Les tensions montent dans le cadre du Programme National de Recensement Administratif à Vocation d’État Civil (PN-RAVEC). Des agents recenseurs ont annoncé une grève qui débutera ce mercredi 11 juin 2025. Ils dénoncent le non-paiement intégral de leurs rémunérations par la société sous-traitante en charge de l’opération, « Digitalis ».
À Kissosso, dans la commune de Matoto, la frustration est palpable.
Le chef du centre de recensement de Kissosso Mosquée, Abdrahamane Sylla, rencontré ce mardi 10 juin, a exprimé son indignation. « C’est une situation qui est répandue partout en Guinée et qui touche tous les agents recenseurs.

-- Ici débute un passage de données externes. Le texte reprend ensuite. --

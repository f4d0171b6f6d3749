use super::transport::GatewayClient;
use super::SERVER_ERROR;
use crate::error::{FailureKind, Result};
use crate::protocol::records::{StatusResponse, Whitelist};
use crate::protocol::Endpoints;

impl GatewayClient {
    pub async fn whitelist(&self) -> Result<Whitelist> {
        self.get(Endpoints::whitelist(), &[])
            .await
            .map_err(|e| e.escalate(SERVER_ERROR, FailureKind::Operation, "Failed to get whitelist"))
    }

    pub async fn update_whitelist(&self, whitelist: &Whitelist) -> Result<StatusResponse> {
        self.post(Endpoints::whitelist(), Some(whitelist))
            .await
            .map_err(|e| e.escalate(SERVER_ERROR, FailureKind::Operation, "Failed to update whitelist"))
    }
}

Il y a plus de 19 000 agents recenseurs. Et ces agents recenseurs ont signé un contrat avec la société Digitalis pour une durée de 50 jours. Ces 50 jours ont été respectés. Il n’y a eu ni jours de repos, ni jours fériés. Les gens ont travaillé tous les jours que Dieu fait, de 8h à 17h, voire 19h, sans compter les heures supplémentaires, avec toutes les exigences du partenaire en question : la remontée des données, le reporting… tout cela a été respecté. Dans le contrat, on devait finir le 4. Et le premier versement concernant les rémunérations était fixé à 1 600 000 FG pour le premier versement, selon leur calendrier de paiement, qui devait être respecté. À la fin du contrat, tout agent recenseur devait rentrer en possession de son dû, qui s’élève à 3 millions de francs guinéens », a-t-il déploré.
L’opération, initialement prévue du 15 avril au 30 mai, a été prolongée au 20 juin par les autorités afin de permettre à tous les citoyens de s’inscrire. Mais cette prolongation ne semble pas avoir été intégrée dans les engagements contractuels des responsables de la société Digitalis.

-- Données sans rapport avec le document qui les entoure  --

//! Device list, discovery and claim commands.

use pvs_link_core::protocol::records::{
    ClaimOperation, ClaimOperationList, DeviceDetail, DeviceFamily, DiscoveryRequest,
};
use pvs_link_core::protocol::vocabulary::ClaimOp;
use pvs_link_core::GatewayClient;

use crate::cli::{DeviceArgs, DeviceCommands, StartClaimArgs, StartDiscoveryArgs};
use crate::error::{CliError, Result};
use crate::input;
use crate::output::{render, render_devices, OutputFormatter};

/// Run the device command
pub async fn run_device(
    args: DeviceArgs,
    client: &GatewayClient,
    output: &dyn OutputFormatter,
) -> Result<String> {
    match args.command {
        DeviceCommands::List { detailed } => {
            render_devices(output, &client.list_devices(detailed).await?)
        }
        DeviceCommands::Pvs => family(client, output, DeviceDetail::is_supervisor).await,
        DeviceCommands::Inverters => {
            family(client, output, |d| matches!(d.family, DeviceFamily::Inverter(_))).await
        }
        DeviceCommands::Meters => {
            family(client, output, |d| matches!(d.family, DeviceFamily::PowerMeter(_))).await
        }
        DeviceCommands::StartDiscovery(args) => {
            let request = discovery_request(args);
            render(output, &client.start_discovery(&request).await?)
        }
        DeviceCommands::DiscoveryProgress => render(output, &client.discovery_progress().await?),
        DeviceCommands::StartClaim(args) => {
            let operations = claim_operations(args)?;
            render(output, &client.start_claim(&operations).await?)
        }
        DeviceCommands::ClaimProgress => render(output, &client.claim_progress().await?),
    }
}

/// Detailed devices of one family, one table each.
async fn family<F>(client: &GatewayClient, output: &dyn OutputFormatter, keep: F) -> Result<String>
where
    F: Fn(&DeviceDetail) -> bool,
{
    let devices: Vec<DeviceDetail> = client
        .list_devices(true)
        .await?
        .into_iter()
        .filter(|device| keep(device))
        .collect();
    render_devices(output, &devices)
}

fn discovery_request(args: StartDiscoveryArgs) -> DiscoveryRequest {
    DiscoveryRequest {
        num_devices: args.num_devices,
        mi_type: args.mi_type,
        device: args.device,
        interfaces: (!args.interfaces.is_empty()).then_some(args.interfaces),
        save_config_file: args.save_config_file,
        keep_devices: args.keep_devices,
    }
}

fn claim_operations(args: StartClaimArgs) -> Result<ClaimOperationList> {
    if let Some(path) = &args.operations_file {
        return input::read_record(path);
    }

    let mut operations = Vec::new();
    for (op, values) in [
        (ClaimOp::Add, &args.add),
        (ClaimOp::Delete, &args.delete),
        (ClaimOp::Noop, &args.noop),
    ] {
        for value in values {
            operations.push(parse_claim(op, value)?);
        }
    }

    if operations.is_empty() {
        return Err(CliError::Usage(
            "at least one of --add, --delete, --noop or --operations-file is required".to_string(),
        ));
    }
    Ok(operations)
}

/// Parse a `MODEL:SERIAL:TYPE` claim argument.
fn parse_claim(operation: ClaimOp, value: &str) -> Result<ClaimOperation> {
    match value.split(':').collect::<Vec<_>>().as_slice() {
        [model, serial, kind] if !model.is_empty() && !serial.is_empty() && !kind.is_empty() => {
            Ok(ClaimOperation {
                operation,
                model: model.to_string(),
                serial: serial.to_string(),
                kind: kind.to_string(),
            })
        }
        _ => Err(CliError::Usage(format!(
            "invalid --{} value '{}': expected MODEL:SERIAL:TYPE",
            operation, value
        ))),
    }
}

#[cfg(test)]
mod tests {
    use super::*;
    use crate::commands::test_support::{client_for, json_output, table_output};
    use mockito::Matcher;
    use serde_json::{json, Value};
    use std::io::Write;

    fn claim_args(add: &[&str]) -> StartClaimArgs {
        StartClaimArgs {
            add: add.iter().map(|s| s.to_string()).collect(),
            delete: Vec::new(),
            noop: Vec::new(),
            operations_file: None,
        }
    }

    #[tokio::test]
    async fn test_start_claim_without_operations_sends_nothing() {
        let mut server = mockito::Server::new_async().await;
        let mock = server
            .mock("POST", "/dl_cgi/devices")
            .expect(0)
            .create_async()
            .await;

        let args = DeviceArgs {
            command: DeviceCommands::StartClaim(claim_args(&[])),
        };
        let err = run_device(args, &client_for(&server), &json_output()).await.unwrap_err();
        assert!(matches!(err, CliError::Usage(_)));
        assert_eq!(err.exit_code(), crate::error::exit_codes::INVALID_ARGS);
        mock.assert_async().await;
    }

    #[tokio::test]
    async fn test_malformed_claim_is_usage_error() {
        let mut server = mockito::Server::new_async().await;
        let mock = server
            .mock("POST", "/dl_cgi/devices")
            .expect(0)
            .create_async()
            .await;

        for bad in ["AM1:SN1", "AM1::Inverter", "AM1:SN1:Inverter:extra"] {
            let args = DeviceArgs {
                command: DeviceCommands::StartClaim(claim_args(&[bad])),
            };
            let err = run_device(args, &client_for(&server), &json_output()).await.unwrap_err();
            assert!(matches!(err, CliError::Usage(_)), "{bad}");
        }
        mock.assert_async().await;
    }

    #[tokio::test]
    async fn test_start_claim_body() {
        let mut server = mockito::Server::new_async().await;
        let mock = server
            .mock("POST", "/dl_cgi/devices")
            .match_body(Matcher::Json(json!([
                {"OPERATION": "add", "MODEL": "AC_Module_Type_E", "SERIAL": "E00122", "TYPE": "SOLARBRIDGE"},
                {"OPERATION": "delete", "MODEL": "PVS5M", "SERIAL": "M0400", "TYPE": "PVS5-METER-P"}
            ])))
            .with_status(200)
            .with_body(r#"{"result": "succeed", "success": true}"#)
            .create_async()
            .await;

        let args = DeviceArgs {
            command: DeviceCommands::StartClaim(StartClaimArgs {
                add: vec!["AC_Module_Type_E:E00122:SOLARBRIDGE".to_string()],
                delete: vec!["PVS5M:M0400:PVS5-METER-P".to_string()],
                noop: Vec::new(),
                operations_file: None,
            }),
        };
        run_device(args, &client_for(&server), &json_output()).await.unwrap();
        mock.assert_async().await;
    }

    #[tokio::test]
    async fn test_operations_file_wins_over_flags() {
        let mut file = tempfile::NamedTempFile::new().unwrap();
        write!(
            file,
            r#"[{{"OPERATION": "noop", "MODEL": "M", "SERIAL": "FROMFILE", "TYPE": "T"}}]"#
        )
        .unwrap();

        let mut server = mockito::Server::new_async().await;
        let mock = server
            .mock("POST", "/dl_cgi/devices")
            .match_body(Matcher::Json(json!([
                {"OPERATION": "noop", "MODEL": "M", "SERIAL": "FROMFILE", "TYPE": "T"}
            ])))
            .with_status(200)
            .with_body(r#"{"result": "succeed"}"#)
            .create_async()
            .await;

        let mut args = claim_args(&["M:FROMFLAG:T"]);
        args.operations_file = Some(file.path().to_path_buf());
        let args = DeviceArgs {
            command: DeviceCommands::StartClaim(args),
        };
        run_device(args, &client_for(&server), &json_output()).await.unwrap();
        mock.assert_async().await;
    }

    #[tokio::test]
    async fn test_claim_progress_json() {
        let mut server = mockito::Server::new_async().await;
        server
            .mock("GET", "/dl_cgi/devices")
            .with_status(200)
            .with_body(r#"{"result": "succeed", "percent": 42.5}"#)
            .create_async()
            .await;

        let args = DeviceArgs {
            command: DeviceCommands::ClaimProgress,
        };
        let printed = run_device(args, &client_for(&server), &json_output()).await.unwrap();
        let value: Value = serde_json::from_str(&printed).unwrap();
        assert_eq!(value["percent"], json!(42.5));
        assert_eq!(value["result"], json!("succeed"));
    }

    #[tokio::test]
    async fn test_discovery_progress_overall_percent() {
        let mut server = mockito::Server::new_async().await;
        let mock = server
            .mock("GET", "/dl_cgi/discovery")
            .with_status(200)
            .with_body(r#"{"result": "succeed", "percent": 42.5}"#)
            .create_async()
            .await;

        let args = DeviceArgs {
            command: DeviceCommands::DiscoveryProgress,
        };
        let printed = run_device(args, &client_for(&server), &json_output()).await.unwrap();
        mock.assert_async().await;

        let value: Value = serde_json::from_str(&printed).unwrap();
        assert_eq!(value["percent"], json!(42.5));
        assert_eq!(value["result"], json!("succeed"));
    }

    #[tokio::test]
    async fn test_list_table_one_section_per_device() {
        let mut server = mockito::Server::new_async().await;
        server
            .mock("GET", "/dl_cgi/devices/list")
            .match_query(Matcher::UrlEncoded("detailed".into(), "false".into()))
            .with_status(200)
            .with_body(
                r#"[
                    {"DEVICE_TYPE": "PVS", "SERIAL": "ZT01"},
                    {"DEVICE_TYPE": "Inverter", "SERIAL": "E00122"}
                ]"#,
            )
            .create_async()
            .await;

        let args = DeviceArgs {
            command: DeviceCommands::List { detailed: false },
        };
        let printed = run_device(args, &client_for(&server), &table_output()).await.unwrap();
        assert!(printed.contains("Device ZT01 (PVS)"));
        assert!(printed.contains("Device E00122 (Inverter)"));
        assert!(printed.ends_with("Found 2 device(s)"));
    }

    #[tokio::test]
    async fn test_meters_keeps_only_meters() {
        let mut server = mockito::Server::new_async().await;
        let mock = server
            .mock("GET", "/dl_cgi/devices/list")
            .match_query(Matcher::UrlEncoded("detailed".into(), "true".into()))
            .with_status(200)
            .with_body(
                r#"[
                    {"DEVICE_TYPE": "PVS", "SERIAL": "ZT01", "MODEL": "PV Supervisor PVS6"},
                    {"DEVICE_TYPE": "Power Meter", "SERIAL": "PVS6M0400p", "subtype": "GROSS_PRODUCTION"},
                    {"DEVICE_TYPE": "Inverter", "SERIAL": "E00122"}
                ]"#,
            )
            .create_async()
            .await;

        let args = DeviceArgs {
            command: DeviceCommands::Meters,
        };
        let printed = run_device(args, &client_for(&server), &json_output()).await.unwrap();
        mock.assert_async().await;

        let value: Value = serde_json::from_str(&printed).unwrap();
        let devices = value.as_array().unwrap();
        assert_eq!(devices.len(), 1);
        assert_eq!(devices[0]["SERIAL"], json!("PVS6M0400p"));
    }

    #[tokio::test]
    async fn test_discovery_request_defaults() {
        let mut server = mockito::Server::new_async().await;
        let mock = server
            .mock("POST", "/dl_cgi/discovery")
            .match_body(Matcher::Json(json!({
                "NumDevices": 200,
                "MIType": "ALL",
                "Device": "all",
                "SaveConfigFile": 0,
                "KeepDevices": 1
            })))
            .with_status(200)
            .with_body(r#"{"result": "succeed"}"#)
            .create_async()
            .await;

        let args = DeviceArgs {
            command: DeviceCommands::StartDiscovery(StartDiscoveryArgs {
                num_devices: 200,
                mi_type: pvs_link_core::protocol::vocabulary::MiType::All,
                device: pvs_link_core::protocol::vocabulary::DiscoveryScope::All,
                interfaces: Vec::new(),
                save_config_file: false,
                keep_devices: true,
            }),
        };
        run_device(args, &client_for(&server), &json_output()).await.unwrap();
        mock.assert_async().await;
    }
}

Selon les agents, aucun document officiel ne vient encadrer cette période supplémentaire, et les paiements restent partiels. « Nous avons constaté, avec beaucoup de regrets et d’amertume, qu’après le prolongement décidé par le gouvernement concernant le recensement, non seulement ce prolongement n’est pas pris en compte par Digitalis, parce qu’aucun contrat n’a été signé, mais aussi que l’ancien contrat de 50 jours, qui a pris fin le 4, n’a pas été respecté : les gens devaient rentrer en possession de 3 millions, à la place ils n’ont eu qu’un versement de 1 million. Depuis lors, jusque-là, aucune communication claire ne se fait à ce sujet. Il y a un silence total. Nous n’avons pas d’interlocuteur. […] Aujourd’hui, c’est le 10. Cela fait 6 jours de plus que l’ancien contrat. Il n’y a ni un débat organisé pour savoir à combien seront rémunérés les 15 jours supplémentaires, ni un nouveau contrat envoyé aux agents pour qu’ils puissent le signer », a expliqué M. Sylla.
En ce jour férié, malgré l’affluence, une seule machine fonctionnait sur le site de Kissosso Mosquée. Ce qui a fortement ralenti les opérations : « Cela fait que les activités sont paralysées. Les agents restent à la maison, tout simplement parce que celui qui n’a pas pu respecter son engagement la première fois, qui vous dit qu’il ne fera pas la même chose la deuxième fois ? Donc les agents ont tellement peur qu’ils préfèrent rester chez eux. Nous sommes presque à l’approche de la fin du prolongement, il ne reste que 10 jours. Ça finit le 20. Vous imaginez ? Nous avons déjà un travail impayé. Et si on continue à travailler dans le nouveau contrat, nous ne savons pas combien cela sera rémunéré. […] Des gens continuent de venir, et d’autres disent qu’ils ne recensent plus. »
Dans les 13 quartiers que couvre cette équipe de recensement, seuls quatre rapports ont été transmis lors de la journée précédente. Une chute de performance révélatrice du malaise général, selon les agents. Ils entrevoient un arrêt total des activités dès ce mercredi. « Nous avons décidé que, depuis hier, les gens n’allaient plus venir sur le terrain. Hier, beaucoup ne sont pas venus. Eux-mêmes le savent, parce qu’il y a eu beaucoup de données qui n’ont pas été remontées. […] Après notre avertissement d’aujourd’hui, on va limiter le travail à 14 heures. Demain, on ne viendra pas : chacun reste chez soi. Et ensuite, nous allons voir quelles seront les autres procédures à suivre : s’il faut aller à la commune pour interroger le maire, etc. […] Donc, si vous voyez que le problème se pose et que vous ne voyez que 3 ou 4 rapports, vous comprenez ce que cela signifie. Ça en dit long », a indiqué Abdrahamane Sylla.
La même situation prévaut dans plusieurs autres centres de la commune de Matoto, laissant planer le risque d’un blocage complet du processus de recensement dans les jours à venir.